BEGIN Records supplied

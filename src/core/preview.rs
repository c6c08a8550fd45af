//! Site preview composition.
//!
//! [`compose_document`] turns a site's stored source files into one
//! self-contained HTML document for an isolated embedded viewer. It is a
//! pure function: no I/O, no side effects, and byte-identical output for
//! identical inputs. Every missing-input case maps to its own fallback
//! document so a viewer can always tell "no such site", "no index.html",
//! "empty site" and "fetch failed" apart.
//!
//! The markup, stylesheet and script bodies are inlined verbatim: the site
//! author is the only editor, so their content is trusted. The title is the
//! one untrusted string (it appears outside the author's own document) and
//! is escaped. Because author content runs as-is, the viewer must be
//! sandboxed with [`SANDBOX_ATTRIBUTES`].

use crate::errors::Result;
use sea_orm::DatabaseConnection;
use std::collections::HashMap;
use tracing::{error, info};

/// Markup file the composer looks for
pub const INDEX_FILE: &str = "index.html";
/// Optional stylesheet inlined into the head
pub const STYLES_FILE: &str = "styles.css";
/// Optional script inlined at the end of the body
pub const SCRIPT_FILE: &str = "script.js";

/// Sandbox policy for the embedded viewer: scripts, forms and popups are
/// permitted; the host page's storage and top-level navigation are not.
pub const SANDBOX_ATTRIBUTES: &str = "allow-scripts allow-forms allow-popups";

/// Escapes a string for safe inclusion as HTML text content.
#[must_use]
pub fn escape_html(raw: &str) -> String {
    let mut escaped = String::with_capacity(raw.len());
    for c in raw.chars() {
        match c {
            '&' => escaped.push_str("&amp;"),
            '<' => escaped.push_str("&lt;"),
            '>' => escaped.push_str("&gt;"),
            '"' => escaped.push_str("&quot;"),
            '\'' => escaped.push_str("&#039;"),
            _ => escaped.push(c),
        }
    }
    escaped
}

/// Minimal document shell shared by all fallback pages.
fn status_document(body: &str) -> String {
    format!(
        "<!DOCTYPE html>\n<html lang=\"en\">\n<body style=\"font-family: sans-serif; color: #333; text-align: center; padding-top: 2rem; margin: 0;\">\n{body}\n</body>\n</html>\n"
    )
}

/// Fallback shown when loading the site data itself failed.
#[must_use]
pub fn fetch_error_document(message: &str) -> String {
    status_document(&format!(
        "<h1>Error Loading Site</h1>\n<p>{}</p>\n<p>Please check the URL or try again later.</p>",
        escape_html(message)
    ))
}

/// Fallback shown when the site exists and has files, but no `index.html`.
#[must_use]
pub fn missing_index_document() -> String {
    status_document(
        "<h1>Preview Error</h1>\n<p><strong>index.html</strong> not found for this site.</p>\n<p>Add an index.html file to enable the preview.</p>",
    )
}

/// Fallback shown when the site exists but has no files at all.
#[must_use]
pub fn empty_site_document() -> String {
    status_document("<p>Site content is not available or is empty.</p>")
}

/// Fallback shown when no site exists for the requested slug.
#[must_use]
pub fn site_not_found_document() -> String {
    status_document(
        "<h1>Site Not Found</h1>\n<p>No site exists at this address.</p>\n<p>Check the link or return to the dashboard.</p>",
    )
}

/// Assembles one renderable document from a site's file map.
///
/// The stylesheet content is inlined into a style block in the head, the
/// markup verbatim into the body, and the script into a script block at the
/// end of the body. Absent stylesheet or script files inline as empty
/// blocks. An absent `index.html` yields [`missing_index_document`]; an
/// empty map yields [`empty_site_document`].
#[must_use]
pub fn compose_document(files: &HashMap<String, String>, title: &str) -> String {
    if files.is_empty() {
        return empty_site_document();
    }

    let Some(markup) = files.get(INDEX_FILE) else {
        return missing_index_document();
    };
    let styles = files.get(STYLES_FILE).map(String::as_str).unwrap_or_default();
    let script = files.get(SCRIPT_FILE).map(String::as_str).unwrap_or_default();

    format!(
        "<!DOCTYPE html>\n\
         <html lang=\"en\">\n\
         <head>\n\
         <meta charset=\"UTF-8\">\n\
         <meta name=\"viewport\" content=\"width=device-width, initial-scale=1.0\">\n\
         <title>{title}</title>\n\
         <style type=\"text/css\">\n{styles}\n</style>\n\
         </head>\n\
         <body>\n\
         {markup}\n\
         <script type=\"text/javascript\">\n{script}\n</script>\n\
         </body>\n\
         </html>\n",
        title = escape_html(title),
    )
}

/// Loads the site addressed by `slug` and composes its preview document.
///
/// This never surfaces a blank screen: an unknown slug yields the not-found
/// document and a storage failure yields the fetch-error document, with the
/// underlying error logged. Fetch failures short-circuit here and are never
/// fed into [`compose_document`] as content.
pub async fn render_site_preview(db: &DatabaseConnection, slug: &str) -> String {
    let site = match crate::core::site::get_site_by_slug(db, slug).await {
        Ok(Some(site)) => site,
        Ok(None) => {
            info!(slug, "preview requested for unknown slug");
            return site_not_found_document();
        }
        Err(e) => {
            error!(slug, "failed to load site for preview: {e}");
            return fetch_error_document("Failed to load site data.");
        }
    };

    match crate::core::file::file_map(db, site.id).await {
        Ok(files) => compose_document(&files, &site.site_name),
        Err(e) => {
            error!(slug, site_id = site.id, "failed to load site files for preview: {e}");
            fetch_error_document("Failed to load site files.")
        }
    }
}

/// Fetches a site's files and composes the preview, surfacing storage errors.
///
/// Unlike [`render_site_preview`] this takes an already-resolved site id and
/// lets the caller decide how to present failures.
pub async fn preview_for_site(db: &DatabaseConnection, site_id: i64, title: &str) -> Result<String> {
    let files = crate::core::file::file_map(db, site_id).await?;
    Ok(compose_document(&files, title))
}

END Records supplied

Extract, verbatim, the lines from the one containing "site files for" through the last line of the listing above.

            error!(slug, site_id = site.id, "failed to load site files for preview: {e}");
            fetch_error_document("Failed to load site files.")
        }
    }
}

/// Fetches a site's files and composes the preview, surfacing storage errors.
///
/// Unlike [`render_site_preview`] this takes an already-resolved site id and
/// lets the caller decide how to present failures.
pub async fn preview_for_site(db: &DatabaseConnection, site_id: i64, title: &str) -> Result<String> {
    let files = crate::core::file::file_map(db, site_id).await?;
    Ok(compose_document(&files, title))
}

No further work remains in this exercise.